There is no scientific evidence that support the Honorable Senators’ comments. However, there is plenty of research and global scientific literature that demonstrates that the regular consumption of trans fatty acids is dangerous. Scientific studies all lead to the same conclusion, the consumption of trans fats induces cardiovascular disease and cancer, particularly breast cancer. Conversely, palm oil is completely free of trans fats. Palm oil contains a balance of saturated and unsaturated fatty acids and its consumption is not linked to any forms of cancers.

When the Honorable Senators proposed to limit the content of palm oil to 2 per cent, they were undoubtedly confused with the decision by several EU Member States to limit the content of trans fats in fats and oils; in fact, Denmark has set this limit to 2 per cent.

Note that palm oil is a natural product that does not cause health problems given its unique chemical structure. Furthermore, palm oil contains Vitamin E, and is the most significant source of tocotrienols, which offer protection against cancer, and pro-Vitamin A.

Finally, do not forget that we need saturated fats as our cell membranes must be very fluid in order to allow waste to exit and nutrients to enter our cells.
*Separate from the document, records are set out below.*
use std::collections::HashMap;
use std::fmt::Display;
use std::future::Future;
use std::hash::Hash;
use std::sync::{Arc, Mutex, PoisonError};
use std::time::Duration;

use futures::future::{BoxFuture, FutureExt, Shared};
use log::{debug, info};
use tokio::time::Instant;

use crate::error::{PipelensError, Result};

type SharedFetch<V> = Shared<BoxFuture<'static, Result<V>>>;

/// A successfully fetched value and when it goes stale.
#[derive(Debug, Clone)]
struct CacheEntry<V> {
    value: V,
    fetched_at: Instant,
    expires_at: Instant,
}

struct Slot<V> {
    entry: Option<CacheEntry<V>>,
    in_flight: Option<SharedFetch<V>>,
}

impl<V> Default for Slot<V> {
    fn default() -> Self {
        Self {
            entry: None,
            in_flight: None,
        }
    }
}

type Slots<K, V> = Arc<Mutex<HashMap<K, Slot<V>>>>;

/// In-memory TTL cache with single-flight fetching.
///
/// For any key, at most one fetch runs at a time: callers that miss while a
/// fetch is underway wait for that fetch and receive its result. The fetch
/// runs on its own task, so it completes and fills the cache even if every
/// caller waiting on it goes away. Failures are handed to all waiters and
/// never cached. Stale entries are dropped when they are next looked up.
pub struct ResponseCache<K, V> {
    ttl: Duration,
    slots: Slots<K, V>,
}

impl<K, V> ResponseCache<K, V>
where
    K: Eq + Hash + Clone + Display + Send + 'static,
    V: Clone + Send + Sync + 'static,
{
    pub fn new(ttl: Duration) -> Self {
        Self {
            ttl,
            slots: Arc::new(Mutex::new(HashMap::new())),
        }
    }

    /// Returns the fresh cached value for `key`, or the result of `fetch`.
    ///
    /// `fetch` is only invoked when there is neither a fresh entry nor a fetch
    /// already underway for `key`.
    ///
    /// # Errors
    ///
    /// Returns the error produced by the fetch this call waited on.
    pub async fn get_or_fetch<F, Fut>(&self, key: K, fetch: F) -> Result<V>
    where
        F: FnOnce() -> Fut,
        Fut: Future<Output = Result<V>> + Send + 'static,
    {
        let pending = {
            let mut slots = self.slots.lock().unwrap_or_else(PoisonError::into_inner);
            let now = Instant::now();
            let slot = slots.entry(key.clone()).or_default();

            if let Some(entry) = &slot.entry {
                if now < entry.expires_at {
                    debug!(
                        "Cache hit for {key} (age {}s)",
                        now.duration_since(entry.fetched_at).as_secs()
                    );
                    return Ok(entry.value.clone());
                }
                debug!("Cache entry for {key} expired");
                slot.entry = None;
            }

            match &slot.in_flight {
                Some(pending) => {
                    debug!("Joining in-flight fetch for {key}");
                    pending.clone()
                }
                None => {
                    info!("Cache miss for {key}, fetching from Azure DevOps");
                    let task = tokio::spawn(Self::populate(
                        Arc::clone(&self.slots),
                        key.clone(),
                        self.ttl,
                        fetch(),
                    ));
                    let pending = async move {
                        task.await.unwrap_or_else(|e| {
                            Err(PipelensError::Upstream(format!("Fetch task failed: {e}")))
                        })
                    }
                    .boxed()
                    .shared();
                    slot.in_flight = Some(pending.clone());
                    pending
                }
            }
        };

        pending.await
    }

    async fn populate<Fut>(slots: Slots<K, V>, key: K, ttl: Duration, fetch: Fut) -> Result<V>
    where
        Fut: Future<Output = Result<V>> + Send + 'static,
    {
        let result = fetch.await;

        let mut slots = slots.lock().unwrap_or_else(PoisonError::into_inner);
        match &result {
            Ok(value) => {
                let fetched_at = Instant::now();
                let slot = slots.entry(key).or_default();
                slot.in_flight = None;
                slot.entry = Some(CacheEntry {
                    value: value.clone(),
                    fetched_at,
                    expires_at: fetched_at + ttl,
                });
            }
            Err(e) => {
                debug!("Fetch for {key} failed, not caching: {e}");
                slots.remove(&key);
            }
        }

        result
    }
}
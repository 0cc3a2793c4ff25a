//! Location management service

use std::sync::Arc;

use shared::{Coordinates, CreateLocationInput, ForecastView, Location};
use uuid::Uuid;
use validator::Validate;

use crate::error::{AppError, AppResult};
use crate::services::forecast::ForecastService;
use crate::storage::{LocationFilter, Storage, StorageError};

/// Location service for tracking and untracking coordinates
#[derive(Clone)]
pub struct LocationService {
    storage: Arc<dyn Storage>,
    forecasts: ForecastService,
}

/// A newly tracked location with its first forecast
#[derive(Debug, Clone, serde::Serialize)]
pub struct CreatedLocation {
    #[serde(flatten)]
    pub location: Location,
    pub forecast: ForecastView,
}

impl LocationService {
    /// Create a new LocationService instance
    pub fn new(storage: Arc<dyn Storage>, forecasts: ForecastService) -> Self {
        Self { storage, forecasts }
    }

    /// Start tracking a location and fetch its first forecast.
    ///
    /// The location stays tracked when the first refresh fails; the refresh
    /// error is returned and the next refresh-all will retry it.
    pub async fn create_location(&self, input: CreateLocationInput) -> AppResult<CreatedLocation> {
        input.validate()?;
        let coords = input.coordinates();

        if let Some(existing) = self.find_by_coordinates(coords).await? {
            return Err(AppError::LocationConflict { existing });
        }

        let location = match self.storage.create_location(coords).await {
            Ok(location) => location,
            // Lost a race with a concurrent create for the same coordinates
            Err(StorageError::DuplicateLocation(_)) => {
                let existing = self.find_by_coordinates(coords).await?.ok_or_else(|| {
                    AppError::Internal(format!("location at {} vanished after conflict", coords))
                })?;
                return Err(AppError::LocationConflict { existing });
            }
            Err(err) => return Err(err.into()),
        };

        tracing::info!(location_id = %location.id, %coords, "Tracking new location");

        let forecast = self.forecasts.refresh_location(location.clone()).await?;
        Ok(CreatedLocation { location, forecast })
    }

    /// All tracked locations
    pub async fn list_locations(&self) -> AppResult<Vec<Location>> {
        Ok(self.storage.find_locations(LocationFilter::All).await?)
    }

    /// Stop tracking a location by ID
    pub async fn delete_location(&self, location_id: Uuid) -> AppResult<()> {
        let removed = self
            .storage
            .delete_locations(LocationFilter::ById(location_id))
            .await?;

        if removed == 0 {
            return Err(AppError::NotFound(format!("Location {}", location_id)));
        }
        Ok(())
    }

    /// Stop tracking the location at the given coordinates
    pub async fn delete_by_coordinates(&self, coords: Coordinates) -> AppResult<()> {
        let removed = self
            .storage
            .delete_locations(LocationFilter::ByCoordinates(coords))
            .await?;

        if removed == 0 {
            return Err(AppError::NotFound(format!("Location at {}", coords)));
        }
        Ok(())
    }

    async fn find_by_coordinates(&self, coords: Coordinates) -> AppResult<Option<Location>> {
        Ok(self
            .storage
            .find_locations(LocationFilter::ByCoordinates(coords))
            .await?
            .into_iter()
            .next())
    }
}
Mother nature designed the lipid composition of cell membranes to include a precise and smart ratio between saturated, monounsaturated and polyunsaturated fats.
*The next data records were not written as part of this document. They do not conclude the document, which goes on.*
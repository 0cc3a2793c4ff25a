//! HTTP handlers for forecast endpoints

use axum::{
    extract::{Path, State},
    Json,
};
use shared::ForecastView;
use uuid::Uuid;

use crate::error::AppResult;
use crate::AppState;

/// Return the stored forecast of every tracked location
pub async fn read_stored_forecasts(
    State(state): State<AppState>,
) -> AppResult<Json<Vec<ForecastView>>> {
    let forecasts = state.forecast_service().read_all().await?;
    Ok(Json(forecasts))
}

/// Refresh every tracked location from the provider and return the results
pub async fn refresh_forecasts(State(state): State<AppState>) -> AppResult<Json<Vec<ForecastView>>> {
    let forecasts = state.forecast_service().refresh_all().await?;
    Ok(Json(forecasts))
}

/// Return the stored forecast of one location
pub async fn read_location_forecast(
    State(state): State<AppState>,
    Path(location_id): Path<Uuid>,
) -> AppResult<Json<ForecastView>> {
    let forecast = state.forecast_service().read_one(location_id).await?;
    Ok(Json(forecast))
}
//! Mapping between provider payloads, persisted records and API views

use chrono::Utc;
use uuid::Uuid;

use crate::models::{
    Forecast, ForecastRecord, ForecastRecords, ForecastView, Hourly, HourlyRecord, HourlyUnits,
    HourlyUnitsRecord, Location,
};

/// Build the persistable records for a validated forecast.
///
/// The payload must already have passed [`crate::validate_forecast`]; the
/// series is zipped, so a length mismatch silently truncates to the shorter list.
pub fn to_records(location_id: Uuid, forecast: &Forecast) -> ForecastRecords {
    let forecast_id = Uuid::new_v4();

    let hourly = forecast
        .hourly
        .points()
        .enumerate()
        .map(|(position, (time, temperature_2m))| HourlyRecord {
            forecast_id,
            position: position as i32,
            time: time.to_string(),
            temperature_2m,
        })
        .collect();

    ForecastRecords {
        forecast: ForecastRecord {
            id: forecast_id,
            location_id,
            generationtime_ms: forecast.generationtime_ms,
            utc_offset_seconds: forecast.utc_offset_seconds,
            timezone: forecast.timezone.clone(),
            timezone_abbreviation: forecast.timezone_abbreviation.clone(),
            elevation: forecast.elevation,
            fetched_at: Utc::now(),
        },
        hourly,
        units: HourlyUnitsRecord {
            forecast_id,
            time_unit: forecast.hourly_units.time.clone(),
            temperature_2m_unit: forecast.hourly_units.temperature_2m.clone(),
        },
    }
}

impl ForecastView {
    /// Combine a location with its stored snapshot
    pub fn assemble(location: &Location, records: &ForecastRecords) -> Self {
        let mut rows: Vec<&HourlyRecord> = records.hourly.iter().collect();
        rows.sort_by_key(|row| row.position);

        Self {
            location_id: location.id,
            latitude: location.latitude,
            longitude: location.longitude,
            generationtime_ms: records.forecast.generationtime_ms,
            utc_offset_seconds: records.forecast.utc_offset_seconds,
            timezone: records.forecast.timezone.clone(),
            timezone_abbreviation: records.forecast.timezone_abbreviation.clone(),
            elevation: records.forecast.elevation,
            hourly_units: HourlyUnits {
                time: records.units.time_unit.clone(),
                temperature_2m: records.units.temperature_2m_unit.clone(),
            },
            hourly: Hourly {
                time: rows.iter().map(|row| row.time.clone()).collect(),
                temperature_2m: rows.iter().map(|row| row.temperature_2m).collect(),
            },
        }
    }
}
These simple reminders show how sorely mistaken these two Honorable Senators are in tabling such proposals and engaging in scare mongering.

3. Another Belgian senator Muriel Targnion recently stated that the consumption of palm oil increases the risk of breast cancer. Is this true?
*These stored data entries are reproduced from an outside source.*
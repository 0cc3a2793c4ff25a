//! Forecast Tracker - Backend Server
//!
//! Serves location management and forecast refresh/read endpoints.

use std::{net::SocketAddr, sync::Arc, time::Duration};

use forecast_tracker_backend::{
    config::{Config, StorageBackend},
    create_app,
    external::OpenMeteoClient,
    storage::{MemoryStorage, PgStorage, Storage},
    AppState,
};
use sqlx::postgres::PgPoolOptions;
use tracing_subscriber::{layer::SubscriberExt, util::SubscriberInitExt};

#[tokio::main]
async fn main() -> anyhow::Result<()> {
    // Initialize tracing
    tracing_subscriber::registry()
        .with(
            tracing_subscriber::EnvFilter::try_from_default_env().unwrap_or_else(|_| {
                "forecast_tracker_backend=debug,forecast_server=debug,tower_http=debug,sqlx=warn"
                    .into()
            }),
        )
        .with(tracing_subscriber::fmt::layer())
        .init();

    // Load configuration
    dotenvy::dotenv().ok();
    let config = Config::load()?;

    tracing::info!("Starting Forecast Tracker Server");
    tracing::info!("Environment: {}", config.environment);

    let storage = connect_storage(&config).await?;

    let provider = OpenMeteoClient::new(
        config.forecast_api.base_url.clone(),
        config.forecast_api.request_timeout(),
    )?;
    tracing::info!("Forecast API: {}", config.forecast_api.base_url);

    // Create application state
    let addr = SocketAddr::new(config.server.host.parse()?, config.server.port);
    let state = AppState::new(storage, Arc::new(provider), config);

    // Build application
    let app = create_app(state);

    // Start server
    tracing::info!("Listening on {}", addr);

    let listener = tokio::net::TcpListener::bind(addr).await?;
    axum::serve(listener, app).await?;

    Ok(())
}

/// Build the configured storage backend
async fn connect_storage(config: &Config) -> anyhow::Result<Arc<dyn Storage>> {
    match config.storage.backend {
        StorageBackend::Memory => {
            tracing::warn!("Using in-memory storage; data is lost on restart");
            Ok(Arc::new(MemoryStorage::new()))
        }
        StorageBackend::Postgres => {
            // Create database connection pool
            tracing::info!("Connecting to database...");
            let db_pool = PgPoolOptions::new()
                .max_connections(config.database.max_connections)
                .min_connections(config.database.min_connections)
                .acquire_timeout(Duration::from_secs(30))
                .connect(&config.database.url)
                .await?;

            tracing::info!("Database connection established");

            // Run migrations in development
            if config.environment == "development" {
                tracing::info!("Running database migrations...");
                sqlx::migrate!("./migrations").run(&db_pool).await?;
                tracing::info!("Migrations completed");
            }

            Ok(Arc::new(PgStorage::new(db_pool)))
        }
    }
}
Absolutely not! Senator Targnion makes an erroneous statement when citing the joint report by the Institut national de la Santé et de la Recherche médicale (Inserm) and the Institut Gustave Roussy. The joint report published by these two research bodies finds that trans-oleic acid and trans-palmitoleic acid are suspected of causing cancer – especially breast and colorectal cancers – but Senator Targnion erroneously claims that these fatty acids are found in palm oil. This is completely false! Like all common vegetable oils, palm oil does not contain these trans fatty acids and it is in fact completely free of all trans fats. Only partially hydrogenated (i.e. processed) soy and canola oils contain trans fats in significant amounts.

It should be pointed out that the trans fatty acids referred to by Senator Targnion are found in products of ruminant origin, in particular in dairy products such as butter, creams, and cheeses, as well as in the fat found in meat. These trans fatty acids are a result of natural hydrogenation caused by the anaerobic microbial flora inside the stomach of ruminants.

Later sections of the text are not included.